Almost exactly one year ago, Wizards of the Coast took the GenCon game convention by storm by announcing a new overhaul of the most popular role playing game on the planet Dungeons and Dragons was being revised to a fourth edition. The core rulebooks were released to the public in June and after several months of play, the consensus among fans seems to indicate that change is a good thing.

Dungeons and Dragons, known as D&D, was one of the first mass-produced role playing games and is now one of the most popular. Originally created by a company that came to be known as TSR, it started to run into financial trouble in the mid 90s. TSR was purchased by Wizards of the Coast, makers of Magic: the Gathering, and around the turn of the millennium, a new version of the game was produced that was designed to be more streamlined, easier to learn, more flexible, more modular, and more self-consistent. This 3rd version soon had some final adjustments to create version 3.5 but then settled in for the long haul. While the game has seemed to be running smoothly, the developers at Wizards felt it was time to give the game a very serious overhaul.

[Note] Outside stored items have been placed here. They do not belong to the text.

use hifitime::Epoch;
use log::{debug, info};
use crate::catalog::{ElementCatalog, ElementRecord};
use crate::config::OrbitConfig;
use crate::earth_mesh::EarthMesh;
use crate::error::{OrbitError, Result};
use crate::trajectory::{Trajectory, TrajectorySampler};

/// One generated orbit plot. Dropping the panel releases its surface.
pub(crate) struct PlotPanel<S> {
    title: String,
    trajectory: Trajectory,
    pub(crate) surface: S,
}

impl<S> PlotPanel<S> {
    pub(crate) fn title(&self) -> &str {
        &self.title
    }

    pub(crate) fn trajectory(&self) -> &Trajectory {
        &self.trajectory
    }
}

///
/// Application state behind the window: the satellite selection and the stack of open plot
/// panels. Panels are removed most recent first.
///
pub(crate) struct OrbitViewController<S> {
    catalog: ElementCatalog,
    sampler: TrajectorySampler,
    earth_mesh: EarthMesh,
    selection: Option<String>,
    panels: Vec<PlotPanel<S>>,
}

impl<S> OrbitViewController<S> {
    pub(crate) fn new(catalog: ElementCatalog, config: &OrbitConfig) -> OrbitViewController<S> {
        OrbitViewController {
            catalog,
            sampler: TrajectorySampler::from_config(config),
            earth_mesh: EarthMesh::sphere(config.earth_radius_km, config.mesh_resolution),
            selection: None,
            panels: Vec::new(),
        }
    }

    pub(crate) fn select_satellite(&mut self, name: &str) {
        debug!("Selected {name}");
        self.selection = Some(name.to_string());
    }

    /// Selected satellite, falling back to the first catalog entry when nothing was chosen
    pub(crate) fn selected_record(&self) -> Result<&ElementRecord> {
        match self.selection {
            Some(ref name) => self.catalog.get(name).ok_or_else(|| OrbitError::NotFound(name.clone())),
            None => self.catalog.first().ok_or(OrbitError::EmptyCatalog),
        }
    }

    ///
    /// Sample the selected satellite from `start` and open a new panel for it. The surface is only
    /// created once the trajectory is known; on any error no panel is added.
    ///
    pub(crate) fn generate_orbit<F>(&mut self, start: Epoch, create_surface: F) -> Result<&PlotPanel<S>>
    where
        F: FnOnce() -> Result<S>,
    {
        let record = self.selected_record()?;
        let trajectory = self.sampler.sample(record, start)?;
        let title = record.name().to_string();
        let norad_id = record.norad_id();
        let surface = create_surface()?;

        if let Some(current) = trajectory.current() {
            info!("Generated orbit of {title} (NORAD {norad_id}), {} samples, currently {:.0} km from Earth's center",
                  trajectory.samples().len(), current.position.norm());
        }
        self.panels.push(PlotPanel { title, trajectory, surface });
        Ok(&self.panels[self.panels.len() - 1])
    }

    pub(crate) fn remove_orbit(&mut self) -> Option<PlotPanel<S>> {
        let panel = self.panels.pop();
        if let Some(ref panel) = panel {
            info!("Removed orbit of {}", panel.title());
        }
        panel
    }

    pub(crate) fn catalog(&self) -> &ElementCatalog {
        &self.catalog
    }

    pub(crate) fn selection(&self) -> Option<&str> {
        self.selection.as_deref()
    }

    pub(crate) fn earth_mesh(&self) -> &EarthMesh {
        &self.earth_mesh
    }

    pub(crate) fn panels(&self) -> &[PlotPanel<S>] {
        &self.panels
    }

    pub(crate) fn panels_mut(&mut self) -> &mut [PlotPanel<S>] {
        &mut self.panels
    }

    pub(crate) fn panel_count(&self) -> usize {
        self.panels.len()
    }
}


#[cfg(test)]
mod tests {
    use std::cell::RefCell;
    use std::rc::Rc;
    use crate::catalog::tests::{synthetic_catalog, synthetic_set};
    use super::*;

    /// Records its own release so tests can observe the removal order
    struct FakeSurface {
        id: usize,
        released: Rc<RefCell<Vec<usize>>>,
    }

    impl Drop for FakeSurface {
        fn drop(&mut self) {
            self.released.borrow_mut().push(self.id);
        }
    }

    fn controller(count: u32) -> OrbitViewController<FakeSurface> {
        OrbitViewController::new(synthetic_catalog(count), &OrbitConfig::default())
    }

    fn start(controller: &OrbitViewController<FakeSurface>) -> Epoch {
        controller.catalog().first().unwrap().epoch()
    }

    #[test]
    fn test_remove_on_empty() {
        let mut controller = controller(3);
        assert!(controller.remove_orbit().is_none());
        assert_eq!(controller.panel_count(), 0);
        assert!(controller.remove_orbit().is_none());
        assert_eq!(controller.panel_count(), 0);
    }

    #[test]
    fn test_generate_then_remove_lifo() {
        let mut controller = controller(5);
        let released = Rc::new(RefCell::new(Vec::new()));
        let start = start(&controller);

        for id in 0..4 {
            controller.select_satellite(&format!("SAT-{id:03}"));
            let surface = FakeSurface { id, released: released.clone() };
            let panel = controller.generate_orbit(start, || Ok(surface)).unwrap();
            assert_eq!(panel.title(), format!("SAT-{id:03}"));
            assert_eq!(panel.trajectory().samples().len(), 90);
        }
        assert_eq!(controller.panel_count(), 4);
        let titles = controller.panels().iter().map(PlotPanel::title).collect::<Vec<_>>();
        assert_eq!(titles, vec!["SAT-000", "SAT-001", "SAT-002", "SAT-003"]);

        for expected in (0..4).rev() {
            let panel = controller.remove_orbit().unwrap();
            assert_eq!(panel.surface.id, expected);
        }
        assert_eq!(controller.panel_count(), 0);
        assert_eq!(*released.borrow(), vec![3, 2, 1, 0]);

        assert!(controller.remove_orbit().is_none());
        assert_eq!(controller.panel_count(), 0);
    }

    #[test]
    fn test_generate_without_selection_uses_first() {
        let mut controller = controller(3);
        let released = Rc::new(RefCell::new(Vec::new()));
        let start = start(&controller);
        assert_eq!(controller.selection(), None);

        let panel = controller.generate_orbit(start, || Ok(FakeSurface { id: 0, released: released.clone() })).unwrap();
        assert_eq!(panel.title(), "SAT-000");
    }

    #[test]
    fn test_unknown_selection() {
        let mut controller = controller(3);
        let start = start(&controller);
        controller.select_satellite("NOT IN CATALOG");
        assert_eq!(controller.selection(), Some("NOT IN CATALOG"));

        let mut created = false;
        let result = controller.generate_orbit(start, || {
            created = true;
            Err(OrbitError::Surface("unused".to_string()))
        });
        assert!(matches!(result, Err(OrbitError::NotFound(ref name)) if name == "NOT IN CATALOG"));
        assert!(!created);
        assert_eq!(controller.panel_count(), 0);
    }

    #[test]
    fn test_empty_catalog() {
        let mut controller: OrbitViewController<FakeSurface> =
            OrbitViewController::new(ElementCatalog::empty(), &OrbitConfig::default());
        let result = controller.generate_orbit(Epoch::from_gregorian_utc(2025, 1, 1, 0, 0, 0, 0),
            || Err(OrbitError::Surface("unused".to_string())));
        assert!(matches!(result, Err(OrbitError::EmptyCatalog)));
        assert_eq!(controller.panel_count(), 0);
    }

    #[test]
    fn test_surface_failure_adds_nothing() {
        let mut controller = controller(2);
        let start = start(&controller);
        let result = controller.generate_orbit(start, || Err(OrbitError::Surface("no GPU".to_string())));
        assert!(matches!(result, Err(OrbitError::Surface(_))));
        assert_eq!(controller.panel_count(), 0);
    }

    #[test]
    fn test_selection_by_display_name() {
        let catalog = ElementCatalog::parse(&[synthetic_set("ALPHA", 1), synthetic_set("BRAVO", 2)].concat()).unwrap();
        let mut controller: OrbitViewController<FakeSurface> = OrbitViewController::new(catalog, &OrbitConfig::default());
        controller.select_satellite("BRAVO");
        assert_eq!(controller.selected_record().unwrap().norad_id(), 2);
        assert_eq!(controller.earth_mesh().resolution(), 100);
    }
}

As before, the core game books are presented as a set of three manuals. The Players Handbook describes nearly everything a player need to know to play the game. This includes how to build a character, how combat works, and even a list of handy equipment and magic items that can be found in the game. The Dungeon Master Guide is a book dedicated to the player who will play the bad guy and run all the monsters in the game. The DM guide is a wealth of information on how to be a good DM like how to build an interesting but challenging story for players while keeping an eye on what part of the game your players like the best. While there are many improvements in the game, one of the most overlooked is how much easier it is for a Dungeon Master to create and run a game. The new rules provide simple and straightforward ways of creating reasonable monsters and providing adequate rewards for players. And to help players who constantly have to deal with rules-lawyers, basic ideas and rules are far more consistent throughout the game keeping player confusion to a minimum. The last of the core books is the Monster Manual. It is laid out with each monster getting a full page description of its basic abilities as well as a few varieties of each monster so players can encounter them again and again but see something slightly different each time. The best improvement to the monsters in the new version is an attempt to make sure each monster has a particular look and feel that makes it different than other kinds of monsters. Thus, players fighting kobolds will find they are shifty and can often sneak around and hit them from behind while players fighting orcs will soon find out they can get particularly nasty when they’re wounded.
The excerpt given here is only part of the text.